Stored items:
■ ■ ■ ■
// SPDX-License-Identifier: MPL-2.0
//! Loading pipeline newtypes.
//!
//! Type-safe wrappers that keep configurable values inside their valid
//! ranges, so call sites never clamp by hand.

use std::time::Duration;

// =============================================================================
// Bounds
// =============================================================================

/// Completeness poll interval bounds (10 ms to 1 s).
pub mod poll_interval_bounds {
    /// Minimum interval in milliseconds.
    pub const MIN_MS: u64 = 10;
    /// Maximum interval in milliseconds.
    pub const MAX_MS: u64 = 1000;
    /// Default interval in milliseconds.
    pub const DEFAULT_MS: u64 = 50;
}

/// Fade duration bounds (0 to 5 s). Zero disables the transition.
pub mod fade_bounds {
    /// Maximum duration in milliseconds.
    pub const MAX_MS: u64 = 5000;
}

/// Decoded image cache bounds (1 to 512 entries).
pub mod cache_capacity_bounds {
    pub const MIN: usize = 1;
    pub const MAX: usize = 512;
    pub const DEFAULT: usize = 32;
}

/// Diagnostic buffer bounds (10 to 10000 events).
pub mod buffer_capacity_bounds {
    pub const MIN: usize = 10;
    pub const MAX: usize = 10_000;
    pub const DEFAULT: usize = 1000;
}

// =============================================================================
// PollInterval
// =============================================================================

/// Period between two completeness checks of a loading image.
///
/// # Example
///
/// ```
/// use iced_lazy_img::domain::PollInterval;
///
/// assert_eq!(PollInterval::default().as_millis(), 50);
/// assert_eq!(PollInterval::from_millis(1).as_millis(), 10); // clamped
/// ```
#[derive(Debug, Clone, Copy, PartialEq, Eq)]
pub struct PollInterval(u64);

impl PollInterval {
    /// Creates an interval, clamping to the valid range.
    #[must_use]
    pub fn from_millis(ms: u64) -> Self {
        Self(ms.clamp(poll_interval_bounds::MIN_MS, poll_interval_bounds::MAX_MS))
    }

    #[must_use]
    pub fn as_millis(self) -> u64 {
        self.0
    }

    #[must_use]
    pub fn as_duration(self) -> Duration {
        Duration::from_millis(self.0)
    }
}

impl Default for PollInterval {
    fn default() -> Self {
        Self(poll_interval_bounds::DEFAULT_MS)
    }
}

// =============================================================================
// FadeDuration
// =============================================================================

/// Length of an opacity transition.
#[derive(Debug, Clone, Copy, PartialEq, Eq)]
pub struct FadeDuration(u64);

impl FadeDuration {
    /// Creates a duration, capping at the maximum.
    #[must_use]
    pub fn from_millis(ms: u64) -> Self {
        Self(ms.min(fade_bounds::MAX_MS))
    }

    /// A fade that completes immediately.
    #[must_use]
    pub fn instant() -> Self {
        Self(0)
    }

    #[must_use]
    pub fn as_duration(self) -> Duration {
        Duration::from_millis(self.0)
    }

    #[must_use]
    pub fn is_instant(self) -> bool {
        self.0 == 0
    }
}

// =============================================================================
// CacheCapacity
// =============================================================================

/// Number of decoded images the loader keeps in memory.
#[derive(Debug, Clone, Copy, PartialEq, Eq)]
pub struct CacheCapacity(usize);

impl CacheCapacity {
    #[must_use]
    pub fn new(value: usize) -> Self {
        Self(value.clamp(cache_capacity_bounds::MIN, cache_capacity_bounds::MAX))
    }

    #[must_use]
    pub fn value(self) -> usize {
        self.0
    }
}

impl Default for CacheCapacity {
    fn default() -> Self {
        Self(cache_capacity_bounds::DEFAULT)
    }
}

// =============================================================================
// BufferCapacity
// =============================================================================

/// Capacity of the diagnostic event ring buffer.
#[derive(Debug, Clone, Copy, PartialEq, Eq)]
pub struct BufferCapacity(usize);

impl BufferCapacity {
    #[must_use]
    pub fn new(value: usize) -> Self {
        Self(value.clamp(buffer_capacity_bounds::MIN, buffer_capacity_bounds::MAX))
    }

    #[must_use]
    pub fn value(self) -> usize {
        self.0
    }
}

impl Default for BufferCapacity {
    fn default() -> Self {
        Self(buffer_capacity_bounds::DEFAULT)
    }
}

// =============================================================================
// Tests
// =============================================================================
■ ■ ■ ■
Goal of the exercise:
From the first line to the last, give the data again exactly.

Answer box:
// SPDX-License-Identifier: MPL-2.0
//! Loading pipeline newtypes.
//!
//! Type-safe wrappers that keep configurable values inside their valid
//! ranges, so call sites never clamp by hand.

use std::time::Duration;

// =============================================================================
// Bounds
// =============================================================================

/// Completeness poll interval bounds (10 ms to 1 s).
pub mod poll_interval_bounds {
    /// Minimum interval in milliseconds.
    pub const MIN_MS: u64 = 10;
    /// Maximum interval in milliseconds.
    pub const MAX_MS: u64 = 1000;
    /// Default interval in milliseconds.
    pub const DEFAULT_MS: u64 = 50;
}

/// Fade duration bounds (0 to 5 s). Zero disables the transition.
pub mod fade_bounds {
    /// Maximum duration in milliseconds.
    pub const MAX_MS: u64 = 5000;
}

/// Decoded image cache bounds (1 to 512 entries).
pub mod cache_capacity_bounds {
    pub const MIN: usize = 1;
    pub const MAX: usize = 512;
    pub const DEFAULT: usize = 32;
}

/// Diagnostic buffer bounds (10 to 10000 events).
pub mod buffer_capacity_bounds {
    pub const MIN: usize = 10;
    pub const MAX: usize = 10_000;
    pub const DEFAULT: usize = 1000;
}

// =============================================================================
// PollInterval
// =============================================================================

/// Period between two completeness checks of a loading image.
///
/// # Example
///
/// ```
/// use iced_lazy_img::domain::PollInterval;
///
/// assert_eq!(PollInterval::default().as_millis(), 50);
/// assert_eq!(PollInterval::from_millis(1).as_millis(), 10); // clamped
/// ```
#[derive(Debug, Clone, Copy, PartialEq, Eq)]
pub struct PollInterval(u64);

impl PollInterval {
    /// Creates an interval, clamping to the valid range.
    #[must_use]
    pub fn from_millis(ms: u64) -> Self {
        Self(ms.clamp(poll_interval_bounds::MIN_MS, poll_interval_bounds::MAX_MS))
    }

    #[must_use]
    pub fn as_millis(self) -> u64 {
        self.0
    }

    #[must_use]
    pub fn as_duration(self) -> Duration {
        Duration::from_millis(self.0)
    }
}

impl Default for PollInterval {
    fn default() -> Self {
        Self(poll_interval_bounds::DEFAULT_MS)
    }
}

// =============================================================================
// FadeDuration
// =============================================================================

/// Length of an opacity transition.
#[derive(Debug, Clone, Copy, PartialEq, Eq)]
pub struct FadeDuration(u64);

impl FadeDuration {
    /// Creates a duration, capping at the maximum.
    #[must_use]
    pub fn from_millis(ms: u64) -> Self {
        Self(ms.min(fade_bounds::MAX_MS))
    }

    /// A fade that completes immediately.
    #[must_use]
    pub fn instant() -> Self {
        Self(0)
    }

    #[must_use]
    pub fn as_duration(self) -> Duration {
        Duration::from_millis(self.0)
    }

    #[must_use]
    pub fn is_instant(self) -> bool {
        self.0 == 0
    }
}

// =============================================================================
// CacheCapacity
// =============================================================================

/// Number of decoded images the loader keeps in memory.
#[derive(Debug, Clone, Copy, PartialEq, Eq)]
pub struct CacheCapacity(usize);

impl CacheCapacity {
    #[must_use]
    pub fn new(value: usize) -> Self {
        Self(value.clamp(cache_capacity_bounds::MIN, cache_capacity_bounds::MAX))
    }

    #[must_use]
    pub fn value(self) -> usize {
        self.0
    }
}

impl Default for CacheCapacity {
    fn default() -> Self {
        Self(cache_capacity_bounds::DEFAULT)
    }
}

// =============================================================================
// BufferCapacity
// =============================================================================

/// Capacity of the diagnostic event ring buffer.
#[derive(Debug, Clone, Copy, PartialEq, Eq)]
pub struct BufferCapacity(usize);

impl BufferCapacity {
    #[must_use]
    pub fn new(value: usize) -> Self {
        Self(value.clamp(buffer_capacity_bounds::MIN, buffer_capacity_bounds::MAX))
    }

    #[must_use]
    pub fn value(self) -> usize {
        self.0
    }
}

impl Default for BufferCapacity {
    fn default() -> Self {
        Self(buffer_capacity_bounds::DEFAULT)
    }
}

// =============================================================================
// Tests
// =============================================================================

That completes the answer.